▶ **Task details**: Your response should be the listing below, repeated exactly and in full.

▶ **Recorded data**:
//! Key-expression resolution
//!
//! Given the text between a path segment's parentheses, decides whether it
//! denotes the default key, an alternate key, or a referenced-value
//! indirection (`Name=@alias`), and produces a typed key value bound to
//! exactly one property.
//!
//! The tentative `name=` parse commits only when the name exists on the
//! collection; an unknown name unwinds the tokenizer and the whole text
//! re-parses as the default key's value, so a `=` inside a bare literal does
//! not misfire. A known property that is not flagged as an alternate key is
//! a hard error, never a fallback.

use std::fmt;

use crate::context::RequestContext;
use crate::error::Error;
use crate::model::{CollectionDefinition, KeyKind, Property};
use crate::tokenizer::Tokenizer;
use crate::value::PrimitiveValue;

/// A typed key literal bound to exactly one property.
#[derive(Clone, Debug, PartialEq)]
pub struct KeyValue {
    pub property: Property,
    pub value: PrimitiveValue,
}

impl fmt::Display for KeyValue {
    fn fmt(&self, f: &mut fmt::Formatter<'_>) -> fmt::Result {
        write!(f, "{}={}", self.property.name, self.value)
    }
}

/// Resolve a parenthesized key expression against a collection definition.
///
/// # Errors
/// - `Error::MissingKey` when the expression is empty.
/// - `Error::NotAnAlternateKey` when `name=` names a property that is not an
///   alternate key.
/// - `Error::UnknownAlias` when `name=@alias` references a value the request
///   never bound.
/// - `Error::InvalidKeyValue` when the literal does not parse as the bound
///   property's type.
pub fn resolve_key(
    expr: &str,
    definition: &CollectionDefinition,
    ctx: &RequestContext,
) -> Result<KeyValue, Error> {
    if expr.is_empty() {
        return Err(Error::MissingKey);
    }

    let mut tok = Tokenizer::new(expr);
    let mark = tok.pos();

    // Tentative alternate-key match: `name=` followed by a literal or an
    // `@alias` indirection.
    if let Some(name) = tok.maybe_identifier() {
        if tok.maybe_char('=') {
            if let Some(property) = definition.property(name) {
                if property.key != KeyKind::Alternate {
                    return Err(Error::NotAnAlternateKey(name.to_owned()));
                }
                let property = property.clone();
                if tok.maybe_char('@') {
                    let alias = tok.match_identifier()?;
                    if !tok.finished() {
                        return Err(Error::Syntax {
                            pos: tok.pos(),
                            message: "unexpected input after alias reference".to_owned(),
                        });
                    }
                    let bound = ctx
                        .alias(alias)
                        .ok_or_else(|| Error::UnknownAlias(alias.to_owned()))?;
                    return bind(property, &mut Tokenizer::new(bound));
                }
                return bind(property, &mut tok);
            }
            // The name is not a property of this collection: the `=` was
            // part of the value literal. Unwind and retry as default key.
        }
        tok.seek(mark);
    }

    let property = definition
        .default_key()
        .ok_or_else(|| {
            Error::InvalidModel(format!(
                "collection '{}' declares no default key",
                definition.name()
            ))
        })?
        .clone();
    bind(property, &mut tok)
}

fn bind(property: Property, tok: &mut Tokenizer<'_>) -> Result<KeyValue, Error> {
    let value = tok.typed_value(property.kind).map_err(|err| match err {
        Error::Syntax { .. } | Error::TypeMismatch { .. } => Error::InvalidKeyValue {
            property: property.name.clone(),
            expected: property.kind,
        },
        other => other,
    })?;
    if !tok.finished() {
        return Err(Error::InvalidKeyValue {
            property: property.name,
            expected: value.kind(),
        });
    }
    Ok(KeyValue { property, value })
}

▶ **Result of the exercise**:
//! Key-expression resolution
//!
//! Given the text between a path segment's parentheses, decides whether it
//! denotes the default key, an alternate key, or a referenced-value
//! indirection (`Name=@alias`), and produces a typed key value bound to
//! exactly one property.
//!
//! The tentative `name=` parse commits only when the name exists on the
//! collection; an unknown name unwinds the tokenizer and the whole text
//! re-parses as the default key's value, so a `=` inside a bare literal does
//! not misfire. A known property that is not flagged as an alternate key is
//! a hard error, never a fallback.

use std::fmt;

use crate::context::RequestContext;
use crate::error::Error;
use crate::model::{CollectionDefinition, KeyKind, Property};
use crate::tokenizer::Tokenizer;
use crate::value::PrimitiveValue;

/// A typed key literal bound to exactly one property.
#[derive(Clone, Debug, PartialEq)]
pub struct KeyValue {
    pub property: Property,
    pub value: PrimitiveValue,
}

impl fmt::Display for KeyValue {
    fn fmt(&self, f: &mut fmt::Formatter<'_>) -> fmt::Result {
        write!(f, "{}={}", self.property.name, self.value)
    }
}

/// Resolve a parenthesized key expression against a collection definition.
///
/// # Errors
/// - `Error::MissingKey` when the expression is empty.
/// - `Error::NotAnAlternateKey` when `name=` names a property that is not an
///   alternate key.
/// - `Error::UnknownAlias` when `name=@alias` references a value the request
///   never bound.
/// - `Error::InvalidKeyValue` when the literal does not parse as the bound
///   property's type.
pub fn resolve_key(
    expr: &str,
    definition: &CollectionDefinition,
    ctx: &RequestContext,
) -> Result<KeyValue, Error> {
    if expr.is_empty() {
        return Err(Error::MissingKey);
    }

    let mut tok = Tokenizer::new(expr);
    let mark = tok.pos();

    // Tentative alternate-key match: `name=` followed by a literal or an
    // `@alias` indirection.
    if let Some(name) = tok.maybe_identifier() {
        if tok.maybe_char('=') {
            if let Some(property) = definition.property(name) {
                if property.key != KeyKind::Alternate {
                    return Err(Error::NotAnAlternateKey(name.to_owned()));
                }
                let property = property.clone();
                if tok.maybe_char('@') {
                    let alias = tok.match_identifier()?;
                    if !tok.finished() {
                        return Err(Error::Syntax {
                            pos: tok.pos(),
                            message: "unexpected input after alias reference".to_owned(),
                        });
                    }
                    let bound = ctx
                        .alias(alias)
                        .ok_or_else(|| Error::UnknownAlias(alias.to_owned()))?;
                    return bind(property, &mut Tokenizer::new(bound));
                }
                return bind(property, &mut tok);
            }
            // The name is not a property of this collection: the `=` was
            // part of the value literal. Unwind and retry as default key.
        }
        tok.seek(mark);
    }

    let property = definition
        .default_key()
        .ok_or_else(|| {
            Error::InvalidModel(format!(
                "collection '{}' declares no default key",
                definition.name()
            ))
        })?
        .clone();
    bind(property, &mut tok)
}

fn bind(property: Property, tok: &mut Tokenizer<'_>) -> Result<KeyValue, Error> {
    let value = tok.typed_value(property.kind).map_err(|err| match err {
        Error::Syntax { .. } | Error::TypeMismatch { .. } => Error::InvalidKeyValue {
            property: property.name.clone(),
            expected: property.kind,
        },
        other => other,
    })?;
    if !tok.finished() {
        return Err(Error::InvalidKeyValue {
            property: property.name,
            expected: value.kind(),
        });
    }
    Ok(KeyValue { property, value })
}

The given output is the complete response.